Collected data entries ▸
************

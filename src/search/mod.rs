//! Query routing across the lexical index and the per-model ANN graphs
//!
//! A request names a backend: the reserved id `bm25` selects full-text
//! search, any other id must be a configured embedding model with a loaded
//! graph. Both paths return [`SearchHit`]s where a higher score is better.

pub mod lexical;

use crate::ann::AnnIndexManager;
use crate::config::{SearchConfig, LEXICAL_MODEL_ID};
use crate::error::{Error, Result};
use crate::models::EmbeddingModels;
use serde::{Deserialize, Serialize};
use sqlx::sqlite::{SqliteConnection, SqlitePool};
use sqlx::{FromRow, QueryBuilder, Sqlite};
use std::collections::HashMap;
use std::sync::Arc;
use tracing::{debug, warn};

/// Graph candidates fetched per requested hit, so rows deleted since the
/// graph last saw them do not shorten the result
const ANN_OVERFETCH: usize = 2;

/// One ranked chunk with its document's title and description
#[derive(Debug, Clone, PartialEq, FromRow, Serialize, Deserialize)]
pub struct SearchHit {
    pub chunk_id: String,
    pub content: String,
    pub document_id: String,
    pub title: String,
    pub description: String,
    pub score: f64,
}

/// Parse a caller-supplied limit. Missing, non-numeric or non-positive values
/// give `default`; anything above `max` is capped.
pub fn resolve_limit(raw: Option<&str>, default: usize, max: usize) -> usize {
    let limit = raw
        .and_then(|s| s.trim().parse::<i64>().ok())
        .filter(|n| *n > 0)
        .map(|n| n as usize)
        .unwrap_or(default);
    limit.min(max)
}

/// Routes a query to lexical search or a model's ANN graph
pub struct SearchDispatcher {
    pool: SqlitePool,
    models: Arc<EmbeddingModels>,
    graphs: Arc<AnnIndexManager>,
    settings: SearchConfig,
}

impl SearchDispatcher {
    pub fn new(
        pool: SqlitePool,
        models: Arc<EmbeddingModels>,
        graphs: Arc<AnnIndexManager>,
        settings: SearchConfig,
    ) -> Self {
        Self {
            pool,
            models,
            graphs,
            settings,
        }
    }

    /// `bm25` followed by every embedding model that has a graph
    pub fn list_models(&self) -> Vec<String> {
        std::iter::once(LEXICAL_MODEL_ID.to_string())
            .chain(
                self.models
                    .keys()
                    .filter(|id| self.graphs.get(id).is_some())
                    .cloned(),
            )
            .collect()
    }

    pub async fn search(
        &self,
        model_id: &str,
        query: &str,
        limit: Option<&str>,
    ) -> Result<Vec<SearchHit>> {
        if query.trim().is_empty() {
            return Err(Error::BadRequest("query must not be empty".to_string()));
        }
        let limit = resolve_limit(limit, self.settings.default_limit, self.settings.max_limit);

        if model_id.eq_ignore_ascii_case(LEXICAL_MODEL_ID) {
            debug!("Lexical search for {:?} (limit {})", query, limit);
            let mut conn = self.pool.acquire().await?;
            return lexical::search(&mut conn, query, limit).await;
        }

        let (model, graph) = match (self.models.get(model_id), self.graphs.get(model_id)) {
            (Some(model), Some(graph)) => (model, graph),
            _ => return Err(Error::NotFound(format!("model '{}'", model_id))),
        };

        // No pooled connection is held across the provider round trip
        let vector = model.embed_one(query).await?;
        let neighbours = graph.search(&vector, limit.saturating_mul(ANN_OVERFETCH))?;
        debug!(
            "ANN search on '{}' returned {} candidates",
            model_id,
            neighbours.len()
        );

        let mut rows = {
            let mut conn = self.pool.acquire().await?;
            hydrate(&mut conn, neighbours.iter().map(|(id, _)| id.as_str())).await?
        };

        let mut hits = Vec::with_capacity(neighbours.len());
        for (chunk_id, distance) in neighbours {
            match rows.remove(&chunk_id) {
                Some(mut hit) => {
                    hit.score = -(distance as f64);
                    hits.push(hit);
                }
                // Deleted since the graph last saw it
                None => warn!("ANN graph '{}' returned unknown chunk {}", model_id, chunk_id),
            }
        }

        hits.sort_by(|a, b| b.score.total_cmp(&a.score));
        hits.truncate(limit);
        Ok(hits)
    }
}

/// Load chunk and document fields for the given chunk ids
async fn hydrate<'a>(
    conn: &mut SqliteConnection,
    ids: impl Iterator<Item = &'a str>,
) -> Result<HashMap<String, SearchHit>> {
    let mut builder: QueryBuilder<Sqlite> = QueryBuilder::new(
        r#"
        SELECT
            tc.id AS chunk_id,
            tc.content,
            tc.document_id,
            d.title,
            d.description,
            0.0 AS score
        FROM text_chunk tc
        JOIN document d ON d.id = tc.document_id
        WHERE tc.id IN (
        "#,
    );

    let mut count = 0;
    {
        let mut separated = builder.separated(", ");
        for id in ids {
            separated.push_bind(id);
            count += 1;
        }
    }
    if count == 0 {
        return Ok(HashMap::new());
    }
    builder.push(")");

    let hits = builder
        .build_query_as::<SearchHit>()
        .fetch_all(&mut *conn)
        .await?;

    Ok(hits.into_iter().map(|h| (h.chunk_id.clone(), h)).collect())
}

************

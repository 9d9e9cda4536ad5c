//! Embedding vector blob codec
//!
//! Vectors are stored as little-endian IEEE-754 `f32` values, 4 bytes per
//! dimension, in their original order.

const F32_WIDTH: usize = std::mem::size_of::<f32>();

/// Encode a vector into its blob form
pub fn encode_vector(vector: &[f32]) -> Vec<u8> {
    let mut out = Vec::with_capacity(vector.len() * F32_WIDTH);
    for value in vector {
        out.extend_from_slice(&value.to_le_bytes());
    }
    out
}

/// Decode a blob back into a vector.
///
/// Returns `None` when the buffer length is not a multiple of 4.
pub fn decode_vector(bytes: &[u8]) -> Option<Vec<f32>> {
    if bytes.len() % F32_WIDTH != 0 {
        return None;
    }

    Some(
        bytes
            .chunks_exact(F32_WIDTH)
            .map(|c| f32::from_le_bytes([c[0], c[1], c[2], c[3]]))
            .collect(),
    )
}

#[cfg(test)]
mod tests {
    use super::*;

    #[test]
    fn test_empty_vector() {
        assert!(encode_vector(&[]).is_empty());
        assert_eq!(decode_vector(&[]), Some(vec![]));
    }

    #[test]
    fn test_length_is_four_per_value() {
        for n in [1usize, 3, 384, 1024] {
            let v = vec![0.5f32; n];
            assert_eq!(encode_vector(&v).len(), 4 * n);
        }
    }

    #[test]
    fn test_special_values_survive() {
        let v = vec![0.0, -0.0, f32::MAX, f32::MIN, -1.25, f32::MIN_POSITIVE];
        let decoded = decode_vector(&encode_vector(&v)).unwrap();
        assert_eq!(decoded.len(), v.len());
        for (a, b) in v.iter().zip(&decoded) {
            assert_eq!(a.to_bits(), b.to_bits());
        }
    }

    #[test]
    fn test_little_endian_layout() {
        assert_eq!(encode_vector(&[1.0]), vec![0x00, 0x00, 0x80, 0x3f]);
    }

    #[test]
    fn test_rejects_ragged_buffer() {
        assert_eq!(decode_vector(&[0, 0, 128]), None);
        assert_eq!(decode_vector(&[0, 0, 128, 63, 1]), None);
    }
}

************

What you are asked to do ▸ Of all the lines above, count the ones that include the string "blob" and give the number alone.

Finished task ▸ 3